Extracted data entries
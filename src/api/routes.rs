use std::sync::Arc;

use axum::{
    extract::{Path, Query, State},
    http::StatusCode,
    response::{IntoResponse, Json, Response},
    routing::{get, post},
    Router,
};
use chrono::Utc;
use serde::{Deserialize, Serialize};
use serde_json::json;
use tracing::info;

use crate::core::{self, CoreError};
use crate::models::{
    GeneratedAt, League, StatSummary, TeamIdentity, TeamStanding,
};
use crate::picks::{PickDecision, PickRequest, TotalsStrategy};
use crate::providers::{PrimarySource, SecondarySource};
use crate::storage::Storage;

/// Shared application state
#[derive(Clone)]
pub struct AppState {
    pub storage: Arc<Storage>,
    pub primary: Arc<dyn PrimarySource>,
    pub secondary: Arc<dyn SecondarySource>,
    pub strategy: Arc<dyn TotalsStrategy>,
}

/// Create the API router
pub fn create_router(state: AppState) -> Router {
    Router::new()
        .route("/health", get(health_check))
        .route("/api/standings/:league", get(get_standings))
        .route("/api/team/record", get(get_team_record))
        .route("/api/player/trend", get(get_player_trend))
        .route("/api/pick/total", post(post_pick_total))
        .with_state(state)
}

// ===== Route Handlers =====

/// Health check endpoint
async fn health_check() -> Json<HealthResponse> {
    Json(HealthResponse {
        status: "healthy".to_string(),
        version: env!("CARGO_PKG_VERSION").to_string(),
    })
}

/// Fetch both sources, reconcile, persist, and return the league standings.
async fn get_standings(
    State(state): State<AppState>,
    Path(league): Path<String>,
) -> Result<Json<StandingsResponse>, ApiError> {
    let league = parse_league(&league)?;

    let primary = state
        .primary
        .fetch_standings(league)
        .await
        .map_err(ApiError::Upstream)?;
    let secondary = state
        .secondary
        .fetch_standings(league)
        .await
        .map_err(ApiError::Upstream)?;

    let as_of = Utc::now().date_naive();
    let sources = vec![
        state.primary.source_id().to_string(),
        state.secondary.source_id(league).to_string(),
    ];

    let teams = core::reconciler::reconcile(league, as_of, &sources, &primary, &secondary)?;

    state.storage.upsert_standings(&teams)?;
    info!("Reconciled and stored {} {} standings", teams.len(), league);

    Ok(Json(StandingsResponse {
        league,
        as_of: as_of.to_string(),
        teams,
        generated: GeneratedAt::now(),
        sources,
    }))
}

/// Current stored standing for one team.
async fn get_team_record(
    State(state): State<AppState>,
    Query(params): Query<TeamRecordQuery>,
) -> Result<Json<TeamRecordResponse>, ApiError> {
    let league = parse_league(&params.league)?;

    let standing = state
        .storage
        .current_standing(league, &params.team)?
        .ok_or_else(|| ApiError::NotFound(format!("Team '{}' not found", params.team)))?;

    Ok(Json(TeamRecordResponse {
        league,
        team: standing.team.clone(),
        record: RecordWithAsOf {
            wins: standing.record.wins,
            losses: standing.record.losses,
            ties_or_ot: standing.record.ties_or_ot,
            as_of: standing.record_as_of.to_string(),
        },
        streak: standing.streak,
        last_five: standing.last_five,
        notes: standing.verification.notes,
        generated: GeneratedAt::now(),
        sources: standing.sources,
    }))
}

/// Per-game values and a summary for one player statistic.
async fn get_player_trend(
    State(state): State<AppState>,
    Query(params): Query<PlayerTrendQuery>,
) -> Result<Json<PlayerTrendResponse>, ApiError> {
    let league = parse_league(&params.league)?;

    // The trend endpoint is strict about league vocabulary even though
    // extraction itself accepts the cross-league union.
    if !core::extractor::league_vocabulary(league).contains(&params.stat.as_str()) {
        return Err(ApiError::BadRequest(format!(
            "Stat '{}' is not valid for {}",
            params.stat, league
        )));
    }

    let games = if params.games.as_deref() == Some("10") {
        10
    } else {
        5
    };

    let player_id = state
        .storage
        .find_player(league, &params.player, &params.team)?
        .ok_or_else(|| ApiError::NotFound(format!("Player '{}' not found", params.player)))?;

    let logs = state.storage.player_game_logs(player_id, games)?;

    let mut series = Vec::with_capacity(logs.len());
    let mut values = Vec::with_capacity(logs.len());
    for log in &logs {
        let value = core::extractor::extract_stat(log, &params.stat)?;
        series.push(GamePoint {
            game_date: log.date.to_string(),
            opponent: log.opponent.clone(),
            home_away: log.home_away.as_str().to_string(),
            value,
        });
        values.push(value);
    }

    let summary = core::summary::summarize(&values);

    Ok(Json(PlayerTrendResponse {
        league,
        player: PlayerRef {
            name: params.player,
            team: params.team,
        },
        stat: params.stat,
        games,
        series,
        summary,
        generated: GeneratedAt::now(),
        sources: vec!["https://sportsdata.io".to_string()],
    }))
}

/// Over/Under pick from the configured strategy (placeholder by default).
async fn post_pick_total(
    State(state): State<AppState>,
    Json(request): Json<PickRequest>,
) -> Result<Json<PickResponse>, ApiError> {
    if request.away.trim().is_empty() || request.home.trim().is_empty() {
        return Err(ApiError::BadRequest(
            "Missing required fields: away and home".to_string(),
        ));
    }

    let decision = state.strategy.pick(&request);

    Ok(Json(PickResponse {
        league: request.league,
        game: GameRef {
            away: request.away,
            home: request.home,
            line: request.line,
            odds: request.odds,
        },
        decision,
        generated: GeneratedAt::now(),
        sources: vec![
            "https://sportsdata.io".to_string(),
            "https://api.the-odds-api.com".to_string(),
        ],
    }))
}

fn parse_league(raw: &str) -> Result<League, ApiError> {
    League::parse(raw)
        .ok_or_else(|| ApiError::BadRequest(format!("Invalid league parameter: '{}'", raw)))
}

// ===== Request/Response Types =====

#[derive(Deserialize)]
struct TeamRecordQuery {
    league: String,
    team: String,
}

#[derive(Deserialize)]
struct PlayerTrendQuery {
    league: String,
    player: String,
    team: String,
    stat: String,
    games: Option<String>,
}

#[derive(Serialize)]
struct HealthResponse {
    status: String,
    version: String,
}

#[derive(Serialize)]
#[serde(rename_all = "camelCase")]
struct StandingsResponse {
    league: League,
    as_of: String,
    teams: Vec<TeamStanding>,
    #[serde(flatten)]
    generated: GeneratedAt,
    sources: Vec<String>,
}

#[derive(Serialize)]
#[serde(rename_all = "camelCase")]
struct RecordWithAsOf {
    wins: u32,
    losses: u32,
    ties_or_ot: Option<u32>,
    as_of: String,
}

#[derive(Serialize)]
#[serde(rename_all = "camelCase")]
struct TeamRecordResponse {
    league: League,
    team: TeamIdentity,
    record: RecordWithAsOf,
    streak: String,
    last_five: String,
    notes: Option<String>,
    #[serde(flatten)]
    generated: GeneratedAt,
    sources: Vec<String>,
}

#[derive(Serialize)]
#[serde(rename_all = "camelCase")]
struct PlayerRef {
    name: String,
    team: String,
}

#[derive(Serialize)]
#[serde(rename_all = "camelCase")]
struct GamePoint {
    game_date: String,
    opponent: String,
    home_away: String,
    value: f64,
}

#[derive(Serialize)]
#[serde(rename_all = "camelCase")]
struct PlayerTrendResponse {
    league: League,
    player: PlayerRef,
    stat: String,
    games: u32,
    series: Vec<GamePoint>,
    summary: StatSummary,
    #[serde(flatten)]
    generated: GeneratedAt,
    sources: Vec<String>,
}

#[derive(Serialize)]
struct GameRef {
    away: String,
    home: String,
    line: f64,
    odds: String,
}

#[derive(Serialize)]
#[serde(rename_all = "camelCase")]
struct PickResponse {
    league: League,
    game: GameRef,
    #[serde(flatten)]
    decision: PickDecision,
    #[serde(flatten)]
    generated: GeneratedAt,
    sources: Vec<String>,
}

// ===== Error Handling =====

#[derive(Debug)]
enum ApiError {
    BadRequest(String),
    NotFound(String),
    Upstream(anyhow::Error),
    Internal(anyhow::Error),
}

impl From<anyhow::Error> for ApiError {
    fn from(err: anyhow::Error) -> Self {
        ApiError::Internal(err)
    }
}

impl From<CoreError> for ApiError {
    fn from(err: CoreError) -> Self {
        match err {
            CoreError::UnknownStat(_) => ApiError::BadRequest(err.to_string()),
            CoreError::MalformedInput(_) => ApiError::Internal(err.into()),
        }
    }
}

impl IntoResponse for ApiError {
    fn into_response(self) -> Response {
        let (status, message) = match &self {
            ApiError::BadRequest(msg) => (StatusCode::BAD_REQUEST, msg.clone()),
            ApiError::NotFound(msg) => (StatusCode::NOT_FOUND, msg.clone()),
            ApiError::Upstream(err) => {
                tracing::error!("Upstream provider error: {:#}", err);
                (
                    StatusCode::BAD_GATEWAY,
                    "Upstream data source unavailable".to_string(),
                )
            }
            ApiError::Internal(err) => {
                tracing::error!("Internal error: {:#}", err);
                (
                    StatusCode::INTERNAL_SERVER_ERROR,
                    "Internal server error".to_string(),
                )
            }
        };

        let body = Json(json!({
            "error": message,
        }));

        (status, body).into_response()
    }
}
--
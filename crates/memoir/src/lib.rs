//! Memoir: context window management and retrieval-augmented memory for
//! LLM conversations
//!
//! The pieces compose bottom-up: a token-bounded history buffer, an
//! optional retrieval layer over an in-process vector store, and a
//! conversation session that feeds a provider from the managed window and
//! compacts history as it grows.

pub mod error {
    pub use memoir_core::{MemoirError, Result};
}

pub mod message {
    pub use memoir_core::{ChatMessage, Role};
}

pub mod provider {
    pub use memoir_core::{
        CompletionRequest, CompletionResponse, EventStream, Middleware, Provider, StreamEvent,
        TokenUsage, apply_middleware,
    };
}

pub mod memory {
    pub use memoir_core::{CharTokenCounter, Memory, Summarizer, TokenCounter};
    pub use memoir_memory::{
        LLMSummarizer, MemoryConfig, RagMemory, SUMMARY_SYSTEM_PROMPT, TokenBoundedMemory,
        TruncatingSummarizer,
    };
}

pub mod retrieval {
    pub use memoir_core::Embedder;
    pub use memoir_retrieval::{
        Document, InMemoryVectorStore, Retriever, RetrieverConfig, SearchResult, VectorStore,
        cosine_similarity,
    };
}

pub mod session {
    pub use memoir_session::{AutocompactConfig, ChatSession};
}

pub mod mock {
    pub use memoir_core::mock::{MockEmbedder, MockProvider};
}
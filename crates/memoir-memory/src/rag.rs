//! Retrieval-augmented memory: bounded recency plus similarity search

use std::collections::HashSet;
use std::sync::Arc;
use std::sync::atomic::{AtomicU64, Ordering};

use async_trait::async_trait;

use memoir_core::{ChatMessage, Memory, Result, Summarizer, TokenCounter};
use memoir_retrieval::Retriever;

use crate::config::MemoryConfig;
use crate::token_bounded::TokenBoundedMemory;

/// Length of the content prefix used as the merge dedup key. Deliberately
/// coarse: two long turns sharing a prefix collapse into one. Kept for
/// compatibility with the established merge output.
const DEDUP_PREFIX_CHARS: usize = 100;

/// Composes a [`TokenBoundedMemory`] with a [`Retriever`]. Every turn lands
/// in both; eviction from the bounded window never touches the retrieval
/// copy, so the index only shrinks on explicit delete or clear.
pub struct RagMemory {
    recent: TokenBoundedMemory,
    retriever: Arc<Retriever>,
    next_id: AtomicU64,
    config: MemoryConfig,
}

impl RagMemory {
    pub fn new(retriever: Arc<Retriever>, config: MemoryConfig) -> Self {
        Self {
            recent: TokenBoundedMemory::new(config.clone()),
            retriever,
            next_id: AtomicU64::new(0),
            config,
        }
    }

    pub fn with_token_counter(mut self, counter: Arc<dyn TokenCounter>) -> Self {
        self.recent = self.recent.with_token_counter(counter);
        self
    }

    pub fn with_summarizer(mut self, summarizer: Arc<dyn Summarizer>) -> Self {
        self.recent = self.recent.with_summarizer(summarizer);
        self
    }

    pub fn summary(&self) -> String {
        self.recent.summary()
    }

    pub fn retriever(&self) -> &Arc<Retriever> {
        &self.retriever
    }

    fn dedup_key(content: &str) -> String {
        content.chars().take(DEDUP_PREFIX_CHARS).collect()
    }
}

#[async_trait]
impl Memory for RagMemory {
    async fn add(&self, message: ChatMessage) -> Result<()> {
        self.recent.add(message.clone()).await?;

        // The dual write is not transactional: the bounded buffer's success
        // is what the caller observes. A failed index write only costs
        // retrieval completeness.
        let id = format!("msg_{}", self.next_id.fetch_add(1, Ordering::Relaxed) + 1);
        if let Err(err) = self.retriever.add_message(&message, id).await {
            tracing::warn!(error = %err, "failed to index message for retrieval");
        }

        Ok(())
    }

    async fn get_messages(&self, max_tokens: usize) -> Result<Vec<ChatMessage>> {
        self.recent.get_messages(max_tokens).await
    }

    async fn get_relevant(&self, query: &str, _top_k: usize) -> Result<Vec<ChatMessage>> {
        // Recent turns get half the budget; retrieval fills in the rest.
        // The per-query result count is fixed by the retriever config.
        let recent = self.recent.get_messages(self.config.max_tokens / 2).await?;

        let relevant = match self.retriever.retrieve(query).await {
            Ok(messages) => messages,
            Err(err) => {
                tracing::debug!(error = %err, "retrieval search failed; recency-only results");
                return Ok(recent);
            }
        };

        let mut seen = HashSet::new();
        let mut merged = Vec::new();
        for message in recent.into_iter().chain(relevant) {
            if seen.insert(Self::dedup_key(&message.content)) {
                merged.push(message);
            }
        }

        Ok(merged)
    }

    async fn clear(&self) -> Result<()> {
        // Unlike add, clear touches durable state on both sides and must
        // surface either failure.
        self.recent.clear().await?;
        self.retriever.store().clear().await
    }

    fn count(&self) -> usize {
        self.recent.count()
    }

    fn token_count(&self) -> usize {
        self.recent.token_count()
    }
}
...
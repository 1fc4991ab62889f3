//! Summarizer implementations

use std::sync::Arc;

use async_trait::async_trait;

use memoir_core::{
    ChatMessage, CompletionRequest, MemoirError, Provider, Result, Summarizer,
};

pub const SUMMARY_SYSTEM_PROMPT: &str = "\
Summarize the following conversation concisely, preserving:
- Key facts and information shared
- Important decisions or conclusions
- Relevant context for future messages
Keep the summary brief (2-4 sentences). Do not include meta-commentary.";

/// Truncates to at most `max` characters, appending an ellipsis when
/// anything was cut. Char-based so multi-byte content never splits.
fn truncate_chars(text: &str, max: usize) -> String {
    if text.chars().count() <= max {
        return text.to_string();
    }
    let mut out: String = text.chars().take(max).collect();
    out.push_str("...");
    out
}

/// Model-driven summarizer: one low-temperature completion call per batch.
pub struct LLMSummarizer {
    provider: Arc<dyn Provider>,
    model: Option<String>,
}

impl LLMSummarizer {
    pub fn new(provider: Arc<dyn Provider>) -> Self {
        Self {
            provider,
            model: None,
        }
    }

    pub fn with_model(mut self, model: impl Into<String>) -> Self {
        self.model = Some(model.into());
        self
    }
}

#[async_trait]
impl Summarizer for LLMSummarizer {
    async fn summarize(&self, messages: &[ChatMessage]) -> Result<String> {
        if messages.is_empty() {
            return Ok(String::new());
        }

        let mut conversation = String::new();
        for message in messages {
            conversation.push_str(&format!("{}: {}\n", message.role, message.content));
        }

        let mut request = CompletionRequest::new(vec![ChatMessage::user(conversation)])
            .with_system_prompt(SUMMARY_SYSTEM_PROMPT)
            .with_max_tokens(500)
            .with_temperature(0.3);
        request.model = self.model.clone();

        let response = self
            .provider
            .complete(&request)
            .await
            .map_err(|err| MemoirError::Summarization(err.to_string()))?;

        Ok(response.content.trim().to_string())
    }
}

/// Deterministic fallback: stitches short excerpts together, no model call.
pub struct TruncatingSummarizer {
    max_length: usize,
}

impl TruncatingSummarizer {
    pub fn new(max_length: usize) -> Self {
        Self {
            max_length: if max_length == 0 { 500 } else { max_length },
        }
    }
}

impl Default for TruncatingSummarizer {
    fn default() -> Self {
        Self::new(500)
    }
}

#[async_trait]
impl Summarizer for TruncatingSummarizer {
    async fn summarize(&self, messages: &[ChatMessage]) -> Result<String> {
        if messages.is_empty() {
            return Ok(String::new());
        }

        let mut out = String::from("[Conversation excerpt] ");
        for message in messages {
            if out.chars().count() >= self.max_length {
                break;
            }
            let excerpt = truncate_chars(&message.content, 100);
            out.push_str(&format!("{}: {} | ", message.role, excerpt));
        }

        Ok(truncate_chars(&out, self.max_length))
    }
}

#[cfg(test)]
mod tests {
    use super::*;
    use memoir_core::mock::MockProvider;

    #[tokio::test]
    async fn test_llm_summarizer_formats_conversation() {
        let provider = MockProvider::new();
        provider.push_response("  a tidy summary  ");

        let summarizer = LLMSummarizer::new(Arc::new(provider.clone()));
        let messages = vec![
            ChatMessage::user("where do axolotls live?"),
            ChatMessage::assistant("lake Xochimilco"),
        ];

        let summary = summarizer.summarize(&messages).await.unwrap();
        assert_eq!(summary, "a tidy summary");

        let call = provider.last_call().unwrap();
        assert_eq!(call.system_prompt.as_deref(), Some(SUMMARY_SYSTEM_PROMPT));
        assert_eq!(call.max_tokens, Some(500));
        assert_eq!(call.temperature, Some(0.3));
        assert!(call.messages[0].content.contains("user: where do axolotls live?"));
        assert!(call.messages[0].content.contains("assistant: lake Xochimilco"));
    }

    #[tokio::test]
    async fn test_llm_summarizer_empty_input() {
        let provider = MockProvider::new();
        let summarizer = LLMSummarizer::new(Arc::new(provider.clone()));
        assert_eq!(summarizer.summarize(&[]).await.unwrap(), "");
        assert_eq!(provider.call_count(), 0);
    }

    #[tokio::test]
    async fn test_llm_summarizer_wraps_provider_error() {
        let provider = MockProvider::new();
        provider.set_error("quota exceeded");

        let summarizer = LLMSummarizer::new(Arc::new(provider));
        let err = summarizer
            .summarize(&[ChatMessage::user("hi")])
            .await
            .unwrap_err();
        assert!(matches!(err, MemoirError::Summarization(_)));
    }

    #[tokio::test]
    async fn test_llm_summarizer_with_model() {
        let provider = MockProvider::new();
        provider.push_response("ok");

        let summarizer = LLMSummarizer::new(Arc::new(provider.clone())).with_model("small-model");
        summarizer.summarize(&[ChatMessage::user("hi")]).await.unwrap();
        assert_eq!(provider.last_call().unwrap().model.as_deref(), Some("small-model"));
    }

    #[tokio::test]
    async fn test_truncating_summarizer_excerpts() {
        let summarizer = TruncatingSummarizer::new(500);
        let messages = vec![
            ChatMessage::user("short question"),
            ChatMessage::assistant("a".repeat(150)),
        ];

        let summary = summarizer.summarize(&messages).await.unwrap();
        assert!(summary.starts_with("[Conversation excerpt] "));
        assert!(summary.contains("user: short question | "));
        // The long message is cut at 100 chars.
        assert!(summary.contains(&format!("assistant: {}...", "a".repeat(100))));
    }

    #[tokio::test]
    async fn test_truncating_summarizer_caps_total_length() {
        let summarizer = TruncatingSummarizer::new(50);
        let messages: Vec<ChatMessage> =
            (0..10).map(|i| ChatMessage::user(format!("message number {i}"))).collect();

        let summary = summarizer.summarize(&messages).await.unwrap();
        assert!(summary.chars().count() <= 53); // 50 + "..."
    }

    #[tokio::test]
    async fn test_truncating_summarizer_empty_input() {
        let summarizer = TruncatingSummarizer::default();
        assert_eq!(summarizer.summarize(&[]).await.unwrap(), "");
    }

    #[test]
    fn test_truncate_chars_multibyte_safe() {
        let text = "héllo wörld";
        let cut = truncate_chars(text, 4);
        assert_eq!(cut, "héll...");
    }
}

EXERCISE DETAILS: Reply with the number of lines in the entries that hold the word "TruncatingSummarizer", and add no other words.

EXERCISE SOLUTION: 8